Though a spokesperson from Alpine Canada was able to confirm all three athletes—Drury, Alexander and Seger—had returned to Canada, where they are receiving further care and support for their injuries, the spokesperson was not able to provide any further information on specific injuries or when the athletes anticipate being able to return to racing.

On a more positive note, Whistler’s Broderick Thompson made his return to World Cup racing on Dec. 13 after two seasons away from the circuit. He suffered a dislocated knee, torn ACL, MCL, LCL, and a completely ruptured patella tendon during a crash while training at Nakiska in 2018. The injuries kept him off snow for more than a year. 

“It’s great to push out of the gate again on the World Cup, it’s definitely a big milestone in my comeback, but there is a lot more to come,” he said in an Alpine Canada Facebook post. Thompson finished 45th in his first race of the 2020/21 World Cup season. 

Registration for Whistler Half delayed until February

If you were planning to spend New Year’s Day registering for the 2021 Whistler Half Marathon, you can breathe a sigh of relief, turn off that alarm and spend the first morning of the year sleeping a little longer than usual.

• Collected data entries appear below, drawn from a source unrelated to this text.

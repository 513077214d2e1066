//! Exponential backoff policy and the cancellable retry loop around delivery attempts

use crate::config::BackoffConfig;
use crate::email::TransportError;
use crate::error::{MailError, Result};
use rand::Rng;
use std::future::Future;
use std::time::Duration;
use tokio::time::Instant;
use tokio_util::sync::CancellationToken;

/// Growth factor applied to the interval after every failed attempt
pub const MULTIPLIER: f64 = 2.0;

/// Delays are drawn uniformly from `interval * (1 ± RANDOMIZATION_FACTOR)`
pub const RANDOMIZATION_FACTOR: f64 = 0.45;

/// Jittered exponential backoff schedule
#[derive(Debug, Clone)]
pub struct ExponentialBackoff {
    initial_interval: Duration,
    max_interval: Duration,
    multiplier: f64,
    randomization_factor: f64,
    current_interval: Duration,
}

impl ExponentialBackoff {
    pub fn new(config: &BackoffConfig) -> Self {
        Self {
            initial_interval: config.initial_interval,
            max_interval: config.max_interval,
            multiplier: MULTIPLIER,
            randomization_factor: RANDOMIZATION_FACTOR,
            current_interval: config.initial_interval,
        }
    }

    /// Interval the next delay is drawn around
    pub fn current_interval(&self) -> Duration {
        self.current_interval
    }

    pub fn reset(&mut self) {
        self.current_interval = self.initial_interval;
    }

    /// Draw the next delay and grow the interval, capped at the max interval
    pub fn next_delay<R: Rng>(&mut self, rng: &mut R) -> Duration {
        let delay = randomize(self.current_interval, self.randomization_factor, rng.gen());

        let grown = self.current_interval.as_secs_f64() * self.multiplier;
        self.current_interval = if grown >= self.max_interval.as_secs_f64() {
            self.max_interval
        } else {
            Duration::from_secs_f64(grown)
        };

        delay
    }
}

/// Map `random` in [0, 1) onto [interval * (1 - factor), interval * (1 + factor)]
fn randomize(interval: Duration, factor: f64, random: f64) -> Duration {
    let interval = interval.as_secs_f64();
    let delta = factor * interval;
    let min = interval - delta;
    let max = interval + delta;
    Duration::from_secs_f64((min + random * (max - min)).max(0.0))
}

/// Run `attempt` until it succeeds, the elapsed-time budget is spent, or
/// `cancel` fires.
///
/// The first attempt runs immediately. Each attempt is bounded by
/// `config.timeout` (a zero timeout leaves attempts unbounded). When the next
/// delay would cross `config.max_elapsed_time` the last transport error is
/// returned. Cancellation wins over everything else and yields
/// [`MailError::Cancelled`].
pub async fn retry<T, F, Fut>(
    config: &BackoffConfig,
    cancel: &CancellationToken,
    mut attempt: F,
) -> Result<T>
where
    F: FnMut(u32) -> Fut,
    Fut: Future<Output = std::result::Result<T, TransportError>>,
{
    let start = Instant::now();
    let mut backoff = ExponentialBackoff::new(config);
    let mut number: u32 = 0;

    loop {
        number += 1;

        let outcome = tokio::select! {
            biased;
            _ = cancel.cancelled() => return Err(MailError::Cancelled),
            outcome = bounded(attempt(number), config.timeout) => outcome,
        };

        let err = match outcome {
            Ok(value) => return Ok(value),
            Err(err) => err,
        };

        let delay = backoff.next_delay(&mut rand::thread_rng());
        let elapsed = start.elapsed();
        if elapsed + delay > config.max_elapsed_time {
            tracing::error!(
                "Giving up after {} attempt(s) in {:?}: {}",
                number,
                elapsed,
                err
            );
            return Err(err.into());
        }

        tracing::warn!(
            "Delivery attempt {} failed, retrying in {:?}: {}",
            number,
            delay,
            err
        );

        tokio::select! {
            biased;
            _ = cancel.cancelled() => return Err(MailError::Cancelled),
            _ = tokio::time::sleep(delay) => {}
        }
    }
}

async fn bounded<T, Fut>(attempt: Fut, timeout: Duration) -> std::result::Result<T, TransportError>
where
    Fut: Future<Output = std::result::Result<T, TransportError>>,
{
    if timeout.is_zero() {
        return attempt.await;
    }

    match tokio::time::timeout(timeout, attempt).await {
        Ok(outcome) => outcome,
        Err(_) => Err(TransportError::Timeout(timeout)),
    }
}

Registration for the event has been delayed from its usual start date of Jan. 1 to Feb. 15, 20201.

“As the state of the global COVID-19 pandemic continues to change by the day, we are proceeding, with caution, to find ways of delivering a 2021 adapted version of the Whistler Half Marathon, presented by Smartwool,” event organizers wrote in an update issued Dec. 21.

That said, organizers, “anticipate the format of the event will look very different than it has in the past.” However, organizers said they “are hopeful to hold races in all distances we have hosted in the past,” and are working closely with both local government and the Vancouver Coastal health authority as the planning progresses.

More information should be available for potential Half Marathon racers in the coming weeks, organizers added.

The Whistler Half’s 2020 race, initially set to take place in June, was cancelled in March as a precaution related to the COVID-19 pandemic. Instead, organizers offered a virtual version of the event in June that drew nearly 500 participants across all the offered distances.